### Exercise inputs
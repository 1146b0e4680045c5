#![allow(dead_code)]

use std::collections::HashSet;
use std::sync::{Arc, Mutex};

use async_trait::async_trait;
use lopdf::{dictionary, Document, Object};

use docnotary::error::{GatewayError, RpcError, WalletError, USER_REJECTED_CODE};
use docnotary::wallet::TransactionRequest;
use docnotary::{
    Address, ContractGateway, Controller, DocumentFile, DocumentHash, MemoryPresenter, PendingTx,
    TxReceipt, WalletProvider,
};

pub const ADMIN: &str = "0x5aAeb6053F3E94C9b9A09f33669435E7Ef1BeAed";
pub const USER: &str = "0xfB6916095ca1df60bB79Ce92cE3Ea74c37c5d359";
pub const OTHER: &str = "0xdbF03B407c01E7cD3CBea99509d93f8DDDC8C6FB";

pub fn addr(s: &str) -> Address {
    Address::parse(s).unwrap()
}

/// Builds a real PDF with the given number of blank pages.
pub fn minimal_pdf(pages: usize) -> Vec<u8> {
    let mut doc = Document::with_version("1.4");
    let pages_id = doc.new_object_id();
    let kids: Vec<Object> = (0..pages)
        .map(|_| {
            doc.add_object(dictionary! {
                "Type" => "Page",
                "Parent" => pages_id,
                "MediaBox" => vec![0.into(), 0.into(), 612.into(), 792.into()],
            })
            .into()
        })
        .collect();
    doc.objects.insert(
        pages_id,
        Object::Dictionary(dictionary! {
            "Type" => "Pages",
            "Kids" => kids,
            "Count" => pages as i64,
        }),
    );
    let catalog_id = doc.add_object(dictionary! {
        "Type" => "Catalog",
        "Pages" => pages_id,
    });
    doc.trailer.set("Root", catalog_id);

    let mut out = Vec::new();
    doc.save_to(&mut out).unwrap();
    out
}

pub fn pdf_file(name: &str) -> DocumentFile {
    DocumentFile::new(name, minimal_pdf(1))
}

#[derive(Debug, Clone, Copy, PartialEq, Eq)]
pub enum WriteBehavior {
    Confirm,
    Reject,
    Fail,
}

/// In-memory contract with a call log
pub struct FakeGateway {
    pub admins: Mutex<HashSet<Address>>,
    pub documents: Mutex<HashSet<DocumentHash>>,
    pub calls: Mutex<Vec<String>>,
    pub signer: bool,
    pub fail_reads: bool,
    pub writes: WriteBehavior,
}

impl FakeGateway {
    pub fn new(signer: bool) -> Self {
        Self {
            admins: Mutex::new(HashSet::new()),
            documents: Mutex::new(HashSet::new()),
            calls: Mutex::new(Vec::new()),
            signer,
            fail_reads: false,
            writes: WriteBehavior::Confirm,
        }
    }

    pub fn with_admin(self, admin: &str) -> Self {
        self.admins.lock().unwrap().insert(addr(admin));
        self
    }

    pub fn with_document(self, hash: DocumentHash) -> Self {
        self.documents.lock().unwrap().insert(hash);
        self
    }

    pub fn calls(&self) -> Vec<String> {
        self.calls.lock().unwrap().clone()
    }

    pub fn write_calls(&self) -> usize {
        self.calls()
            .iter()
            .filter(|c| c.starts_with("submit_"))
            .count()
    }

    fn record(&self, call: String) {
        self.calls.lock().unwrap().push(call);
    }

    fn read_guard(&self) -> Result<(), GatewayError> {
        if self.fail_reads {
            return Err(GatewayError::Rpc(RpcError::Remote {
                code: -32603,
                message: "upstream unavailable".into(),
            }));
        }
        Ok(())
    }

    fn write_result(&self, tx: &str) -> Result<PendingTx, GatewayError> {
        if !self.signer {
            return Err(GatewayError::NoSigner);
        }
        match self.writes {
            WriteBehavior::Confirm => Ok(PendingTx {
                transaction_hash: tx.to_string(),
            }),
            WriteBehavior::Reject => Err(GatewayError::Rpc(RpcError::Remote {
                code: USER_REJECTED_CODE,
                message: "User denied transaction signature.".into(),
            })),
            WriteBehavior::Fail => Err(GatewayError::Rpc(RpcError::Remote {
                code: -32000,
                message: "insufficient funds for gas".into(),
            })),
        }
    }
}

#[async_trait]
impl ContractGateway for FakeGateway {
    async fn is_admin(&self, account: &Address) -> Result<bool, GatewayError> {
        self.record(format!("is_admin {}", account));
        self.read_guard()?;
        Ok(self.admins.lock().unwrap().contains(account))
    }

    async fn document_registered(&self, hash: &DocumentHash) -> Result<bool, GatewayError> {
        self.record(format!("documents {}", hash));
        self.read_guard()?;
        Ok(self.documents.lock().unwrap().contains(hash))
    }

    async fn verify_document(&self, hash: &DocumentHash) -> Result<bool, GatewayError> {
        self.record(format!("verify_document {}", hash));
        self.read_guard()?;
        Ok(self.documents.lock().unwrap().contains(hash))
    }

    async fn submit_upload(
        &self,
        from: &Address,
        hash: &DocumentHash,
    ) -> Result<PendingTx, GatewayError> {
        self.record(format!("submit_upload {} {}", from, hash));
        let pending = self.write_result("0xupload")?;
        self.documents.lock().unwrap().insert(hash.clone());
        Ok(pending)
    }

    async fn submit_add_admin(
        &self,
        from: &Address,
        admin: &Address,
    ) -> Result<PendingTx, GatewayError> {
        self.record(format!("submit_add_admin {} {}", from, admin));
        let pending = self.write_result("0xadmin")?;
        self.admins.lock().unwrap().insert(*admin);
        Ok(pending)
    }

    async fn wait_for_confirmation(&self, pending: &PendingTx) -> Result<TxReceipt, GatewayError> {
        self.record(format!("wait {}", pending.transaction_hash));
        Ok(TxReceipt {
            transaction_hash: pending.transaction_hash.clone(),
            block_number: Some(1),
            success: true,
        })
    }

    fn has_signer(&self) -> bool {
        self.signer
    }
}

/// Wallet exposing a fixed account list, or refusing access
pub struct FakeWallet {
    pub accounts: Mutex<Vec<Address>>,
    pub refuse: bool,
    pub broken: bool,
}

impl FakeWallet {
    pub fn with_account(account: &str) -> Self {
        Self {
            accounts: Mutex::new(vec![addr(account)]),
            refuse: false,
            broken: false,
        }
    }

    pub fn refusing() -> Self {
        Self {
            accounts: Mutex::new(Vec::new()),
            refuse: true,
            broken: false,
        }
    }

    pub fn broken() -> Self {
        Self {
            accounts: Mutex::new(Vec::new()),
            refuse: false,
            broken: true,
        }
    }
}

#[async_trait]
impl WalletProvider for FakeWallet {
    async fn request_accounts(&self) -> Result<Vec<Address>, WalletError> {
        if self.refuse {
            return Err(WalletError::Refused);
        }
        if self.broken {
            return Err(WalletError::Rpc(RpcError::EmptyResponse));
        }
        Ok(self.accounts.lock().unwrap().clone())
    }

    async fn accounts(&self) -> Result<Vec<Address>, WalletError> {
        Ok(self.accounts.lock().unwrap().clone())
    }

    async fn send_transaction(&self, _tx: &TransactionRequest) -> Result<String, RpcError> {
        Err(RpcError::EmptyResponse)
    }
}

pub type TestController = Controller<FakeGateway, FakeWallet, MemoryPresenter>;

/// Controller already initialized against the given wallet.
pub async fn connected(gateway: FakeGateway, wallet: Option<FakeWallet>) -> TestController {
    let mut controller = Controller::new(gateway, wallet.map(Arc::new), MemoryPresenter::new());
    controller.initialize().await;
    controller
}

### Your assignment
The lines you need are those containing "message"; find them in the records and copy them.

### Response
                message: "upstream unavailable".into(),
                message: "User denied transaction signature.".into(),
                message: "insufficient funds for gas".into(),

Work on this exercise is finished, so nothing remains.